Apesar da vontade ser outra muitas vezes, todos precisamos sair de casa eventualmente. E nessa hora, Sally e Somir discutem o que mais incomoda em relação ao clima lá fora. Os impopulares entram na discussão.

Tema de hoje: o que mais desanima na hora de sair, chuva ou calor?

SOMIR

Apesar de odiar calor, chuva é pior. A não ser que você seja um cachorro, o prospecto de se molhar aleatoriamente na rua não é nem um pouco agradável. Chuva foi feita para ser apreciada sob proteção, é o que diferencia humanos de animais selvagens, entre outras coisas. Nossos antepassados passaram muito tempo trabalhando e sofrendo para que nós pudéssemos nos abrigar dos elementos, me parece um crime contra a evolução aceitar passivamente programas com chuva nos dias atuais.

Na chuva, o mundo todo fica mais complicado.
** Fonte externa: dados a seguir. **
//! Prediction scoring against a ground truth loaded once at startup.

use std::io::Write;
use std::net::SocketAddr;
use std::path::{Path, PathBuf};

use ndarray::ArrayD;
use serde::{Deserialize, Serialize};

use crate::error::{Error, Result};
use crate::fits;
use crate::metrics::{compute_metrics, Metrics};

use super::upload::{allowed_file, secure_filename};

/// Configuration for scoring predictions and serving uploads.
#[derive(Debug, Clone)]
pub struct Config {
    /// FITS file holding the reference image.
    pub ground_truth: PathBuf,

    /// Directory where uploads are staged while they are decoded.
    pub upload_dir: PathBuf,

    /// Accepted upload extensions, without the dot.
    pub allowed_extensions: Vec<String>,

    /// Largest accepted request body in bytes.
    pub max_upload_bytes: usize,

    /// Address the HTTP service listens on.
    pub bind: SocketAddr,
}

impl Default for Config {
    fn default() -> Self {
        Self {
            ground_truth: PathBuf::from("data/ground_truth.fits"),
            upload_dir: PathBuf::from("uploads"),
            allowed_extensions: vec!["fits".to_string()],
            max_upload_bytes: 64 * 1024 * 1024,
            bind: SocketAddr::from(([127, 0, 0, 1], 5000)),
        }
    }
}

impl Config {
    /// Validate the configuration.
    ///
    /// # Errors
    ///
    /// Returns an error if any parameter is out of valid range.
    pub fn validate(&self) -> Result<()> {
        if self.allowed_extensions.is_empty() {
            return Err(Error::InvalidParameter {
                name: "allowed_extensions".to_string(),
                reason: "must name at least one extension".to_string(),
            });
        }

        if let Some(bad) = self
            .allowed_extensions
            .iter()
            .find(|ext| ext.is_empty() || ext.contains('.'))
        {
            return Err(Error::InvalidParameter {
                name: "allowed_extensions".to_string(),
                reason: format!("{bad:?} must be non-empty and written without a dot"),
            });
        }

        if self.max_upload_bytes == 0 {
            return Err(Error::InvalidParameter {
                name: "max_upload_bytes".to_string(),
                reason: "must be greater than 0".to_string(),
            });
        }

        Ok(())
    }
}

/// Metric results formatted for display, four decimals each.
#[derive(Debug, Clone, PartialEq, Eq, Serialize, Deserialize)]
pub struct MetricsReport {
    /// Sanitized name of the scored file.
    pub filename: String,
    /// PSNR in dB.
    pub psnr: String,
    /// SNR in dB.
    pub snr: String,
    /// Log-domain SNR in dB.
    pub logsnr: String,
}

impl MetricsReport {
    /// Format `metrics` for `filename`. Infinities render as `inf` and `-inf`.
    #[must_use]
    pub fn new(filename: impl Into<String>, metrics: &Metrics) -> Self {
        Self {
            filename: filename.into(),
            psnr: format!("{:.4}", metrics.psnr),
            snr: format!("{:.4}", metrics.snr),
            logsnr: format!("{:.4}", metrics.logsnr),
        }
    }
}

/// Scores predictions against one ground truth image.
///
/// The ground truth is decoded once and shared read-only, so a single
/// evaluator can serve concurrent requests.
#[derive(Debug)]
pub struct Evaluator {
    config: Config,
    ground_truth: ArrayD<f64>,
}

impl Evaluator {
    /// Create an evaluator, loading the ground truth named by `config`.
    ///
    /// # Errors
    ///
    /// Returns an error if the configuration is invalid or the ground truth
    /// cannot be decoded.
    pub fn new(config: Config) -> Result<Self> {
        config.validate()?;

        tracing::info!("Loading ground truth from {}", config.ground_truth.display());
        let ground_truth = fits::read_fits(&config.ground_truth)
            .map_err(|source| Error::GroundTruth {
                path: config.ground_truth.clone(),
                source: Box::new(source),
            })?
            .data;

        Self::with_ground_truth(config, ground_truth)
    }

    /// Create an evaluator around an already decoded ground truth.
    ///
    /// # Errors
    ///
    /// Returns an error if the configuration is invalid.
    pub fn with_ground_truth(config: Config, ground_truth: ArrayD<f64>) -> Result<Self> {
        config.validate()?;

        tracing::info!(shape = ?ground_truth.shape(), "Evaluator ready");

        Ok(Self {
            config,
            ground_truth,
        })
    }

    /// The active configuration.
    #[must_use]
    pub const fn config(&self) -> &Config {
        &self.config
    }

    /// Shape every prediction must match.
    #[must_use]
    pub fn ground_truth_shape(&self) -> &[usize] {
        self.ground_truth.shape()
    }

    /// Score an uploaded FITS file given its client name and contents.
    ///
    /// The contents are staged under a generated name inside the upload
    /// directory (created on demand), which is removed once decoding finishes
    /// whether or not it succeeded. The client name only labels the report.
    ///
    /// # Errors
    ///
    /// Returns an error if the name is empty or has a disallowed extension,
    /// the contents are not FITS, or the shapes differ.
    pub fn evaluate_upload(&self, filename: &str, contents: &[u8]) -> Result<MetricsReport> {
        if filename.is_empty() {
            return Err(Error::NoFileSelected);
        }

        if !allowed_file(filename, &self.config.allowed_extensions) {
            tracing::warn!(filename, "rejected upload with disallowed extension");
            return Err(Error::InvalidFileType {
                filename: filename.to_string(),
            });
        }

        let name = secure_filename(filename)?;

        std::fs::create_dir_all(&self.config.upload_dir)?;

        let prediction = {
            let mut staged = tempfile::Builder::new()
                .prefix("upload-")
                .suffix(".fits")
                .tempfile_in(&self.config.upload_dir)?;
            staged.write_all(contents)?;
            staged.flush()?;

            fits::read_fits(staged.path())?
        };

        let metrics = self.score(&prediction.data)?;

        tracing::info!(
            filename = %name,
            psnr = metrics.psnr,
            snr = metrics.snr,
            logsnr = metrics.logsnr,
            "scored upload"
        );
        Ok(MetricsReport::new(name, &metrics))
    }

    /// Score a FITS file already on disk.
    ///
    /// # Errors
    ///
    /// Returns an error if the file cannot be decoded or the shapes differ.
    pub fn evaluate_path<P: AsRef<Path>>(&self, path: P) -> Result<MetricsReport> {
        let path = path.as_ref();

        let prediction = fits::read_fits(path)?;
        let metrics = self.score(&prediction.data)?;

        let name = path
            .file_name()
            .map_or_else(|| path.display().to_string(), |n| n.to_string_lossy().into_owned());
        Ok(MetricsReport::new(name, &metrics))
    }

    /// Compute the metrics of `prediction` against the ground truth.
    ///
    /// # Errors
    ///
    /// Returns [`Error::ShapeMismatch`] if `prediction` has a different shape.
    pub fn score(&self, prediction: &ArrayD<f64>) -> Result<Metrics> {
        if self.ground_truth.shape() != prediction.shape() {
            tracing::warn!(
                expected = ?self.ground_truth.shape(),
                actual = ?prediction.shape(),
                "prediction shape does not match ground truth"
            );
            return Err(Error::shape_mismatch(
                self.ground_truth.shape(),
                prediction.shape(),
            ));
        }

        compute_metrics(&self.ground_truth, prediction)
    }
}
Você precisa carregar um guarda-chuva o tempo todo para não ficar com suas roupas todas cagadas ao chegar aonde deseja, e mesmo assim, vamos concordar que guarda-chuvas não são o ápice da engenhosidade humana: não importa o quão bem você faça a dança de evitar chuva, acaba molhado. Porque chuva tem esse péssimo hábito de ficar tentando desviar da sua proteção, com ventos arremessando as gotas em direções imprevisíveis. Que jogue a primeira pedra quem nunca ficou parecendo um demente na rua tentando “pegar” a chuva enquanto ela muda de direção. E no final das contas, por uma questão de física simples, seus pés e barra da calça ficam todos molhados do mesmo jeito, já que as gotas parecem atraídas pelo seu corpo.

Locomover-se na chuva é uma merda seja como for: se você estiver a pé, tem que ficar fazendo aquelas corridinhas indignas entre coberturas, sempre com algum filho da puta te olhando enquanto você corre de forma desengonçada, preocupado com escorregões. Com guarda-chuva não melhora muito, porque você vai continuar pisando em poças e ainda corre o risco de tomar aquelas vergonhosas puxadas com o vento que costuma vir junto. Você fica parecendo um navio no meio da tempestade, navegando a esmo. Isso quando a porra do guarda-chuva não inverte aleatoriamente e te deixa na mão!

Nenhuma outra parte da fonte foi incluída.